4 jun. 2011

DE LOS ECOGESTOS... EN TURISMO


Juro que nunca había oído hablar de los “ecogestos”; ni siquiera había leído la palabra hasta que en plena vorágine de la planificación veraniega me tropiezo con ella: “ecogestos: gestos del viajero responsable”. Y tras ella, un par de cliks y todo un universo en torno a los gestos favorables a la sostenibilidad viajera.

Algunos son tan elementales que les diríamos “de cajón”. Ecogestos para ecociudadanos en una inconmensurable lista de portales que llegan hasta facebook y twitter. Ecogestos, hay de todos los colores y todos los alcances y compromisos medioambientales posibles. Son pequeños gestos para no hipotecar el futuro.

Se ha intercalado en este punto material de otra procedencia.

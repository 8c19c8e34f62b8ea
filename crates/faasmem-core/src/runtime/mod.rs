//! Function-platform backends that actually provision and invoke actions.
//!
//! The pool only needs five capabilities from a platform: provision an
//! action, change its memory limit, ping it, invoke it with a segment
//! operation, and delete it. [`ActionRuntime`] captures exactly that, and a
//! deployment picks one adapter:
//!
//! - [`RestRuntime`]: REST control plane of an OpenWhisk-style platform
//! - [`CliRuntime`]: the platform's `wsk` command line
//! - [`LocalRuntime`]: single-host backend that maps segments in-process
//! - [`MockRuntime`]: recording backend with failure injection, for tests

pub mod cli;
pub mod local;
pub mod mock;
pub mod rest;

pub use cli::CliRuntime;
pub use local::LocalRuntime;
pub use mock::MockRuntime;
pub use rest::RestRuntime;

use crate::config::ActionArtifact;
use crate::key::Key;
use serde::{Deserialize, Serialize};
use std::future::Future;
use std::pin::Pin;
use std::sync::Arc;
use thiserror::Error;

/// Literal payload a healthy action answers a ping with
pub const PONG: &str = "PONG";

/// Boxed future returned by [`ActionRuntime`] methods
pub type RuntimeFuture<'a, T> =
    Pin<Box<dyn Future<Output = Result<T, RuntimeError>> + Send + 'a>>;

/// Errors reported by a runtime adapter.
#[derive(Debug, Error)]
pub enum RuntimeError {
    /// The request never got an answer.
    #[error("transport error: {0}")]
    Transport(String),

    /// The platform answered with a non-success status.
    #[error("status {code}: {body}")]
    Status { code: u16, body: String },

    /// A platform command exited unsuccessfully.
    #[error("`{command}` exited with {status}: {stderr}")]
    Command {
        command: String,
        status: String,
        stderr: String,
    },

    /// The request exceeded its timeout.
    #[error("request timed out")]
    Timeout,

    /// The answer could not be decoded.
    #[error("cannot decode `{body}`: {cause}")]
    Decode { body: String, cause: String },

    /// The action is unknown to the platform.
    #[error("no action named `{0}`")]
    UnknownAction(String),

    /// Local I/O, e.g. reading the code artifact.
    #[error("io error: {0}")]
    Io(#[from] std::io::Error),

    /// Deliberately injected by [`MockRuntime`].
    #[error("injected failure: {0}")]
    Injected(String),
}

/// Full definition of an action as sent to the platform
#[derive(Debug, Clone, PartialEq, Eq)]
pub struct ActionSpec {
    pub name: String,
    pub memory_mb: u32,
    pub timeout_ms: u64,
    pub artifact: Arc<ActionArtifact>,
}

/// Request body understood by the action code
#[derive(Debug, Clone, Copy, PartialEq, Eq, Serialize, Deserialize)]
#[serde(tag = "op", rename_all = "lowercase")]
pub enum ActionRequest {
    Ping,
    Create { key: Key, size: u64 },
    Destroy { key: Key },
}

impl ActionRequest {
    /// Operation name
    pub fn op(&self) -> &'static str {
        match self {
            ActionRequest::Ping => "ping",
            ActionRequest::Create { .. } => "create",
            ActionRequest::Destroy { .. } => "destroy",
        }
    }
}

/// What an action answered to a ping
#[derive(Debug, Clone, PartialEq, Eq)]
pub struct PingReply {
    pub status_code: u16,
    pub body: String,
}

impl PingReply {
    /// A healthy answer
    pub fn pong() -> Self {
        Self {
            status_code: 200,
            body: PONG.to_string(),
        }
    }

    /// Whether this is the expected `PONG` with status 200
    pub fn is_pong(&self) -> bool {
        self.status_code == 200 && self.body == PONG
    }

    /// Parse an action result object, `{"body": "PONG", "statusCode": 200}`.
    ///
    /// `statusCode` is accepted as number or string.
    pub fn parse(raw: &str) -> Result<Self, RuntimeError> {
        let value: serde_json::Value =
            serde_json::from_str(raw).map_err(|e| RuntimeError::Decode {
                body: raw.to_string(),
                cause: e.to_string(),
            })?;

        let status_code = match &value["statusCode"] {
            serde_json::Value::Number(n) => n
                .as_u64()
                .and_then(|n| u16::try_from(n).ok())
                .unwrap_or(0),
            serde_json::Value::String(s) => s.trim().parse().unwrap_or(0),
            _ => 0,
        };
        let body = match &value["body"] {
            serde_json::Value::String(s) => s.clone(),
            serde_json::Value::Null => String::new(),
            other => other.to_string(),
        };

        Ok(Self { status_code, body })
    }
}

/// Capabilities the pool needs from a function platform.
pub trait ActionRuntime: Send + Sync + 'static {
    /// Create (or overwrite) the action described by `spec`
    fn provision<'a>(&'a self, spec: &'a ActionSpec) -> RuntimeFuture<'a, ()>;

    /// Change the memory limit of an existing action.
    ///
    /// Receives the whole definition: platform updates overwrite it.
    fn update_memory<'a>(&'a self, spec: &'a ActionSpec) -> RuntimeFuture<'a, ()>;

    /// Health-check an action
    fn ping<'a>(&'a self, name: &'a str) -> RuntimeFuture<'a, PingReply>;

    /// Run a segment operation inside an action, returning its raw result
    fn invoke<'a>(&'a self, name: &'a str, request: &'a ActionRequest)
        -> RuntimeFuture<'a, String>;

    /// Delete an action
    fn delete<'a>(&'a self, name: &'a str) -> RuntimeFuture<'a, ()>;

    /// Short adapter name for logs
    fn kind(&self) -> &'static str;
}

#[cfg(test)]
mod tests {
    use super::*;

    #[test]
    fn test_request_wire_format() {
        let create = serde_json::to_value(ActionRequest::Create {
            key: 0x7777_0001,
            size: 1024,
        })
        .unwrap();
        assert_eq!(
            create,
            serde_json::json!({"op": "create", "key": 0x7777_0001u32, "size": 1024})
        );

        let destroy = serde_json::to_value(ActionRequest::Destroy { key: 7 }).unwrap();
        assert_eq!(destroy, serde_json::json!({"op": "destroy", "key": 7}));

        let ping = serde_json::to_value(ActionRequest::Ping).unwrap();
        assert_eq!(ping, serde_json::json!({"op": "ping"}));
    }

    #[test]
    fn test_parse_pong_variants() {
        assert!(PingReply::parse(r#"{"body":"PONG","statusCode":"200"}"#)
            .unwrap()
            .is_pong());
        assert!(PingReply::parse(r#"{"body":"PONG","statusCode":200}"#)
            .unwrap()
            .is_pong());

        let wrong = PingReply::parse(r#"{"body":"PANG","statusCode":200}"#).unwrap();
        assert!(!wrong.is_pong());
        assert_eq!(wrong.body, "PANG");

        let failed = PingReply::parse(r#"{"body":"PONG","statusCode":"500"}"#).unwrap();
        assert!(!failed.is_pong());
    }

    #[test]
    fn test_out_of_range_status_is_not_ok() {
        // 65736 wraps to 200 if narrowed
        let wrapped = PingReply::parse(r#"{"body":"PONG","statusCode":65736}"#).unwrap();
        assert_eq!(wrapped.status_code, 0);
        assert!(!wrapped.is_pong());

        let text = PingReply::parse(r#"{"body":"PONG","statusCode":"65736"}"#).unwrap();
        assert!(!text.is_pong());
    }

    #[test]
    fn test_parse_rejects_garbage() {
        assert!(matches!(
            PingReply::parse("<html>"),
            Err(RuntimeError::Decode { .. })
        ));
    }
}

Los principales gestos del viajero responsable en Francia” es el título de una sección de la web oficial de Turismo de Francia, y son 11: Respetar la reglamentación de los lugares visitados; No dejar residuos tras de nosotros, cualesquiera que sean; llevarnoslos y echarlos en los cubos de la basura después de haberlos clasificado; Seguir el trazado de las sendas; Respetar el silencio de la naturaleza; No alimentar a los animales y permanecer a distancia de ellos; No coger plantas y flores en los espacios protegidos; No degradar las obras de arte, los sitios o los monumentos: simples gestos como acariciar un fresco pueden alterarlo seriamente si dicha acción se repite por millones de visitantes; En el hotel, pedir que las toallas no sean cambiadas diariamente; Evitar recurrir a la climatización; En el momento de sus compras, privilegiar los productos locales de temporada y evitar el recurso a las bolsas de plástico, y Compensar las emisiones de CO2 inherentes a nuestro transporte turístico.

Hombres, son genéricos y manifiestamente mejorables; pudieran ser incluso muchísimos más. Algunos aparecen ya en cartelitos a la intemperie y en las paredes de las habitaciones del hotel.

Ahora bien, el último: “Compensar las emisiones de CO2 inherentes a nuestro transporte turístico” es el único que me entraña dudas existenciales. ¿Qué me propone Francia?: ¿plantar arbolitos?, ¿negociar derechos de emisión?, ¿invertir en uno de esos depósitos bancarios de ayudas a compensación de emisiones?, ¿invertir también en los MDL (mecanismos de desarrollo limpio) que plantea el propio Protocolo de Kyoto?, ¿contratar una póliza de seguro de coche de las que a base de más euros te dicen que compensas el CO2 que produces?, ¿comprar solo pasajes de avión a aquellas compañías que apliquen programas de reducción de emisiones?, ¿mandar muchas cartas a las que les pongan el sello ese de “No CO2ntamino” de la compensación de las emisiones de carbono del correo postal? Bueno, en este caso no habría hecho nada por la osadía de mi viaje; sólo por el transporte de la carta… habiendo e-mail.

Todo esto se basa en el “principio” de que “el que contamina, paga”.

Sólo veo que la compensación es a base de mis sufridos euros y, en cuanto a la reforestación, lo que no se dice es que “lo que se paga ahora es por lo que esos arbolitos absorberán, dicen, en los próximos años; no por lo que se ha contaminado hasta ahora”. Un árbol de 30 pisos, como el de Celentano, no surge por generación espontánea.

No obstante, echo de menos un tratamiento serio sobre el CO2 y en el Turismo de España una cuestión de ecogestos, aunque sólo sea por imagen, como ésta. Si va en plan serio, mejor que mejor. Sobre todo, sabiendo que muchas infraestructuras turísticas de este país está siguiendo ya los protocolos del Observatorio de la Sostenibilidad de España (OSE). Pero parece como si les diera miedo contarlo.